Ok! Everything looks good.
Ready to go! Type `barique` to get a list of commands you can execute.

Ask Baricadr to pull a single file (you can pull/freeze whole dirs too):

$ barique file pull /repos/test_repo/file.txt
7958b29c-2a14-486c-90f0-585e68ac9f44

# Check the status of a pull task
$ barique task show 7958b29c-2a14-486c-90f0-585e68ac9f44
{
    "created": "Wed, 17 Feb 2021 15:11:56 GMT",
    "error": null,
    "finished": "Wed, 17 Feb 2021 15:12:03 GMT",
    "path": "/repos/test_repo/file.txt",
    "started": "Wed, 17 Feb 2021 15:11:58 GMT",
    "status": "finished",
    "task_id": "7958b29c-2a14-486c-90f0-585e68ac9f44",
    "type": "pull"
}

Ask Baricadr to freeze a single file:

$ barique file freeze /repos/test_repo/file2.txt
7958b29c-2a14-486c-90f0-585e68ac9f44

# Check the status of a pull task
$ barique task show 7958b29c-2a14-486c-90f0-585e68ac9f44
{
    "created": "Wed, 17 Feb 2021 15:16:49 GMT",
    "error": null,
    "finished": "Wed, 17 Feb 2021 15:16:52 GMT",
    "path": "/repos/test_repo/file2.txt",
    "started": "Wed, 17 Feb 2021 15:16:51 GMT",
    "status": "finished",
    "task_id": "7958b29c-2a14-486c-90f0-585e68ac9f44",
    "type": "freeze"
}

Using Curl

If you prefer to use Baricadr using curl, you can run things like the following:

Triggering a "pull"

curl -H "Content-type: application/json" -X POST http://localhost:9100/pull -d '{"path": "/some/local/path/test.gz"}'

Checking the status

curl -H "Content-type: application/json" -X GET http://localhost:9100/tasks/status/<pull-id>

With pull-id = the return of the pull POST call above

What will it do to my data?

Baricadr will never touch remote data. We consider that remote data is a backup, and that it is safe (ideally replicated elsewhere and regularly tested).

To allow freezing, Baricadr needs (and will refuse to work without) support for file access time (atime) on the partition containing the data to manage.
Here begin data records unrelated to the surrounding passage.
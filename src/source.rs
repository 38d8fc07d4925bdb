use crate::entry::{self, Entry};
use crate::wire::{CwdResponse, ErrorResponse, ListResponse, PERMISSION_TYPE_FULL_DISK};
use std::path::{Path, PathBuf};
use std::sync::Arc;
use std::time::Duration;
use thiserror::Error;

/// Remote request budget; a hung listing server fails the request instead of
/// stalling a drill-down forever.
const REMOTE_TIMEOUT: Duration = Duration::from_secs(10);
/// Shorter budget for the startup availability probe.
const PROBE_TIMEOUT: Duration = Duration::from_secs(2);

/// Environment variable selecting the remote provider, e.g.
/// `CARDFLOW_SERVER=http://127.0.0.1:3001`.
pub const SERVER_ENV: &str = "CARDFLOW_SERVER";

/// Path substrings that typically sit behind an elevated permission grant
/// (system, library, cloud, mail, contacts storage).
const SENSITIVE_PATH_MARKERS: [&str; 6] = [
    "/Library",
    "/System",
    "Mobile Documents",
    "CloudStorage",
    "Mail",
    "Contacts",
];

/// Remediation class attached to a permission failure. Advisory only; it
/// never changes control flow.
#[derive(Debug, Clone, Copy, PartialEq, Eq)]
pub enum PermissionHint {
    Generic,
    RequiresElevatedGrant,
}

impl PermissionHint {
    pub fn classify(path: &str) -> Self {
        if SENSITIVE_PATH_MARKERS.iter().any(|m| path.contains(m)) {
            Self::RequiresElevatedGrant
        } else {
            Self::Generic
        }
    }

    pub fn solution(&self) -> &'static str {
        match self {
            Self::Generic => "Check that you have permission to read this folder.",
            Self::RequiresElevatedGrant => {
                "Grant Full Disk Access to this app in your system privacy settings."
            }
        }
    }

    /// `permissionType` wire value, when one applies.
    pub fn wire_code(&self) -> Option<&'static str> {
        match self {
            Self::Generic => None,
            Self::RequiresElevatedGrant => Some(PERMISSION_TYPE_FULL_DISK),
        }
    }
}

/// Non-blocking notice shown alongside an empty-or-partial listing.
#[derive(Debug, Clone, PartialEq, Eq)]
pub struct Advisory {
    pub message: String,
    pub solution: Option<String>,
}

/// One directory's worth of entries, plus an optional advisory. Cloned
/// wholesale onto the navigation stack; snapshots are values, never shared.
#[derive(Debug, Clone, PartialEq, Eq)]
pub struct Listing {
    pub path: PathBuf,
    pub entries: Vec<Entry>,
    pub advisory: Option<Advisory>,
}

impl Listing {
    pub fn new(path: PathBuf, entries: Vec<Entry>) -> Self {
        Self {
            path,
            entries,
            advisory: None,
        }
    }
}

#[derive(Debug, Error)]
pub enum ListingError {
    #[error("permission denied: {path}")]
    PermissionDenied { path: String, hint: PermissionHint },
    #[error("not found: {0}")]
    NotFound(String),
    #[error("listing request failed: {0}")]
    Transport(String),
}

/// The one capability the rest of the system needs: list a directory.
/// Two interchangeable providers exist; everything downstream is
/// provider-agnostic.
pub trait DirectorySource: Send + Sync {
    fn list(&self, path: &Path) -> Result<Listing, ListingError>;
    fn describe(&self) -> &'static str;
}

/// Lists directories straight off the local filesystem.
pub struct LocalSource;

impl DirectorySource for LocalSource {
    fn list(&self, path: &Path) -> Result<Listing, ListingError> {
        let read_dir = std::fs::read_dir(path).map_err(|e| map_io_error(e, path))?;

        let mut entries = Vec::new();
        for dir_entry in read_dir.flatten() {
            let name = dir_entry.file_name().to_string_lossy().to_string();
            if entry::is_hidden(&name) {
                continue;
            }
            // Entries whose metadata cannot be read are skipped; the listing
            // continues with whatever was readable.
            let Ok(metadata) = dir_entry.metadata() else {
                continue;
            };
            let entry_path = dir_entry.path();
            if metadata.is_dir() {
                entries.push(Entry::folder(name, entry_path));
            } else {
                entries.push(Entry::file(name, entry_path, metadata.len()));
            }
        }

        entry::sort_entries(&mut entries);
        if let Some(sentinel) = Entry::parent_sentinel(path) {
            entries.insert(0, sentinel);
        }

        tracing::debug!(path = %path.display(), count = entries.len(), "listed local directory");
        Ok(Listing::new(path.to_path_buf(), entries))
    }

    fn describe(&self) -> &'static str {
        "local"
    }
}

fn map_io_error(error: std::io::Error, path: &Path) -> ListingError {
    let path_str = path.to_string_lossy().to_string();
    match error.kind() {
        std::io::ErrorKind::PermissionDenied => ListingError::PermissionDenied {
            hint: PermissionHint::classify(&path_str),
            path: path_str,
        },
        std::io::ErrorKind::NotFound => ListingError::NotFound(path_str),
        _ => ListingError::Transport(format!("{path_str}: {error}")),
    }
}

/// Lists directories through the `cardflow-server` JSON endpoints.
pub struct RemoteSource {
    base_url: String,
    agent: ureq::Agent,
}

impl RemoteSource {
    pub fn new(base_url: impl Into<String>) -> Self {
        Self {
            base_url: base_url.into().trim_end_matches('/').to_string(),
            agent: ureq::AgentBuilder::new().timeout(REMOTE_TIMEOUT).build(),
        }
    }

    /// Startup availability probe; also yields the server's suggested
    /// starting directory.
    pub fn probe(&self) -> Result<CwdResponse, ListingError> {
        let agent = ureq::AgentBuilder::new().timeout(PROBE_TIMEOUT).build();
        let response = agent
            .get(&format!("{}/cwd", self.base_url))
            .call()
            .map_err(|e| ListingError::Transport(e.to_string()))?;
        response
            .into_json::<CwdResponse>()
            .map_err(|e| ListingError::Transport(e.to_string()))
    }

    fn request(&self, path: &Path) -> Result<ListResponse, ListingError> {
        let result = self
            .agent
            .get(&format!("{}/list", self.base_url))
            .query("path", &path.to_string_lossy())
            .call();

        match result {
            Ok(response) => response
                .into_json::<ListResponse>()
                .map_err(|e| ListingError::Transport(format!("malformed listing body: {e}"))),
            Err(ureq::Error::Status(status, response)) => {
                let detail = response
                    .into_json::<ErrorResponse>()
                    .map(|body| body.error)
                    .unwrap_or_else(|_| format!("server returned status {status}"));
                Err(ListingError::Transport(detail))
            }
            Err(other) => Err(ListingError::Transport(other.to_string())),
        }
    }
}

impl DirectorySource for RemoteSource {
    fn list(&self, path: &Path) -> Result<Listing, ListingError> {
        let response = self.request(path)?;
        if !response.success {
            return Err(ListingError::Transport("listing request failed".to_string()));
        }

        let resolved = PathBuf::from(&response.path);
        let mut entries: Vec<Entry> = response
            .items
            .into_iter()
            .filter(|item| !entry::is_hidden(&item.name))
            .map(|item| Entry {
                name: item.name,
                kind: item.kind,
                size_bytes: item.size,
                path: PathBuf::from(item.path),
            })
            .collect();
        entry::sort_entries(&mut entries);

        // The wire format already normalizes permission/not-found failures
        // into a warning on an empty listing; surface it as an advisory.
        // An empty warned listing gets no sentinel, matching the zero-card
        // rendering of a denied path.
        let advisory = response.warning.map(|message| Advisory {
            message,
            solution: response.solution,
        });
        if advisory.is_none() || !entries.is_empty() {
            if let Some(sentinel) = Entry::parent_sentinel(&resolved) {
                entries.insert(0, sentinel);
            }
        }

        tracing::debug!(path = %resolved.display(), count = entries.len(), "listed remote directory");
        Ok(Listing {
            path: resolved,
            entries,
            advisory,
        })
    }

    fn describe(&self) -> &'static str {
        "remote"
    }
}

/// Apply the propagation policy of the listing boundary: permission and
/// not-found failures resolve to an empty listing plus an advisory instead
/// of erroring; only transport failures escape.
pub fn resolve_listing(
    source: &dyn DirectorySource,
    path: &Path,
) -> Result<Listing, ListingError> {
    match source.list(path) {
        Ok(listing) => Ok(listing),
        Err(ListingError::PermissionDenied { path: denied, hint }) => {
            tracing::warn!(path = %denied, "permission denied, rendering empty listing");
            Ok(Listing {
                path: PathBuf::from(&denied),
                entries: Vec::new(),
                advisory: Some(Advisory {
                    message: format!("Permission denied: {denied}"),
                    solution: Some(hint.solution().to_string()),
                }),
            })
        }
        Err(ListingError::NotFound(missing)) => {
            tracing::warn!(path = %missing, "path not found, rendering empty listing");
            Ok(Listing {
                path: PathBuf::from(&missing),
                entries: Vec::new(),
                advisory: Some(Advisory {
                    message: format!("No such folder: {missing}"),
                    solution: None,
                }),
            })
        }
        Err(other) => Err(other),
    }
}

/// Where the view starts: a provider (when one probes as usable) and the
/// initial directory to list.
pub struct SourceSelection {
    pub source: Option<Arc<dyn DirectorySource>>,
    pub start_path: PathBuf,
}

/// Pick a provider once at startup: the remote server when configured and
/// reachable, otherwise the local filesystem, otherwise none (the caller
/// falls back to the placeholder listing).
pub fn select_source() -> SourceSelection {
    if let Ok(base_url) = std::env::var(SERVER_ENV) {
        let remote = RemoteSource::new(base_url.clone());
        match remote.probe() {
            Ok(cwd) => {
                tracing::info!(server = %base_url, start = %cwd.home, "using remote listing provider");
                return SourceSelection {
                    source: Some(Arc::new(remote)),
                    start_path: PathBuf::from(cwd.home),
                };
            }
            Err(e) => {
                tracing::warn!(server = %base_url, error = %e, "remote provider unreachable, trying local");
            }
        }
    }

    let start = home_dir().unwrap_or_else(|| PathBuf::from("."));
    if std::fs::read_dir(&start).is_ok() {
        tracing::info!(start = %start.display(), "using local listing provider");
        return SourceSelection {
            source: Some(Arc::new(LocalSource)),
            start_path: start,
        };
    }

    tracing::warn!("no listing provider available, using placeholder listing");
    SourceSelection {
        source: None,
        start_path: PathBuf::new(),
    }
}

pub fn home_dir() -> Option<PathBuf> {
    std::env::var("HOME")
        .or_else(|_| std::env::var("USERPROFILE"))
        .ok()
        .map(PathBuf::from)
}

/// Built-in listing shown when no provider is usable, so the view is never
/// empty.
pub fn placeholder_listing() -> Listing {
    let entries = vec![
        Entry::folder("Documents", "placeholder/Documents"),
        Entry::folder("Pictures", "placeholder/Pictures"),
        Entry::file("Welcome.txt", "placeholder/Welcome.txt", 256),
        Entry::file("About cards.md", "placeholder/About cards.md", 1024),
    ];
    Listing {
        path: PathBuf::from("placeholder"),
        entries,
        advisory: Some(Advisory {
            message: "No folder access available; showing sample entries.".to_string(),
            solution: None,
        }),
    }
}

#[cfg(test)]
mod tests {
    use super::*;
    use crate::entry::EntryKind;

    #[test]
    fn test_sensitive_path_classification() {
        assert_eq!(
            PermissionHint::classify("/Library/Mail"),
            PermissionHint::RequiresElevatedGrant
        );
        assert_eq!(
            PermissionHint::classify("/Users/demo/Library/Mobile Documents"),
            PermissionHint::RequiresElevatedGrant
        );
        assert_eq!(
            PermissionHint::classify("/home/demo/projects"),
            PermissionHint::Generic
        );
        assert_eq!(
            PermissionHint::RequiresElevatedGrant.wire_code(),
            Some(PERMISSION_TYPE_FULL_DISK)
        );
        assert_eq!(PermissionHint::Generic.wire_code(), None);
    }

    #[test]
    fn test_local_listing_filters_and_sorts() {
        let root = std::env::temp_dir().join(format!("cardflow-src-{}", std::process::id()));
        let _ = std::fs::remove_dir_all(&root);
        std::fs::create_dir_all(root.join("src")).unwrap();
        std::fs::create_dir_all(root.join(".git")).unwrap();
        std::fs::write(root.join("README.md"), b"hello").unwrap();

        let listing = LocalSource.list(&root).unwrap();
        let names: Vec<&str> = listing.entries.iter().map(|e| e.name.as_str()).collect();
        assert_eq!(names, vec!["..", "src", "README.md"]);
        assert_eq!(listing.entries[1].kind, EntryKind::Folder);
        assert_eq!(listing.entries[2].kind, EntryKind::File);
        assert_eq!(listing.entries[2].size_bytes, Some(5));

        std::fs::remove_dir_all(&root).unwrap();
    }

    #[test]
    fn test_local_not_found_maps_to_error_kind() {
        let missing = std::env::temp_dir().join("cardflow-definitely-missing-dir");
        let err = LocalSource.list(&missing).unwrap_err();
        assert!(matches!(err, ListingError::NotFound(_)));
    }

    #[test]
    fn test_resolve_listing_turns_not_found_into_advisory() {
        let missing = std::env::temp_dir().join("cardflow-definitely-missing-dir");
        let listing = resolve_listing(&LocalSource, &missing).unwrap();
        assert!(listing.entries.is_empty());
        let advisory = listing.advisory.expect("advisory expected");
        assert!(advisory.message.contains("No such folder"));
    }

    #[test]
    fn test_resolve_listing_turns_permission_denied_into_advisory() {
        struct DeniedSource;
        impl DirectorySource for DeniedSource {
            fn list(&self, path: &Path) -> Result<Listing, ListingError> {
                let path = path.to_string_lossy().to_string();
                Err(ListingError::PermissionDenied {
                    hint: PermissionHint::classify(&path),
                    path,
                })
            }
            fn describe(&self) -> &'static str {
                "denied"
            }
        }

        let listing = resolve_listing(&DeniedSource, Path::new("/Library/Mail")).unwrap();
        assert!(listing.entries.is_empty());
        let advisory = listing.advisory.unwrap();
        assert!(advisory.message.contains("Permission denied"));
        assert!(advisory.solution.unwrap().contains("Full Disk Access"));
    }

    #[test]
    fn test_placeholder_listing_never_empty() {
        let listing = placeholder_listing();
        assert!(!listing.entries.is_empty());
        assert!(listing.advisory.is_some());
    }
}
You can still use the pull mechanism of Baricadr if atime is not supported.

When pulling, it will try to respect as much as possible the local data compared to the remote one, which means:

  • No risk of multiple pulls at once on the same directory.
    • If one or several subdirs are being pulled, pulling an upper directory will be delayed until subdirs are finished.
    • If a dir is being pulled, no new transfer will be launched when asking to pull a subdir
  • When pulling, if a file was modified locally, it will be kept untouched.
  • When pulling, if a file was deleted manually locally, it will be downloaded.

We consider that if a local file was modified, it will end up being propagated to the remote during the next backup.

Symlinks are supported as long as they were created on the remote using rclone --links.

How to backup data to the remote

Baricadr consider that new data is regularly sent to the remote using Rclone, with a command like that:

rclone sync --progress --verbose --links --config /some/rclone.conf /local/repo/ remote-server:/remote/repo/ --sftp-user "someone" --sftp-pass "yourpassword"

The most important is to NOT use the --delete-* options of rclone: if you'd use it and perform some Freeze operations, the files deleted locally would be deleted also on the remote during the next backup, and YOU DON'T WANT THAT (trust me).

It might be possible to perform backups with other tools like rsync, but it could cause problems in particular with symlinks.

Running it with Docker

Check configuration (see below), then:

docker-compose -f docker-compose.prod.yml up -d

Alternatively, you can run a development version to test things:

docker-compose -f docker-compose.dev.yml up -d

Monitor tasks at http://localhost:5555/

See emails at http://localhost:8025/

Configuring

Application configuration

Baricadr main configuration is written in a single config file that Baricadr expects to find at /baricadr/local.cfg inside the container. A template for this file is available in local.example.cfg. You are supposed to create your own local.cfg file based on the template, and mount it to /baricadr/local.cfg.

All configuration options can also be overriden using environment variables (same names as in local.cfg).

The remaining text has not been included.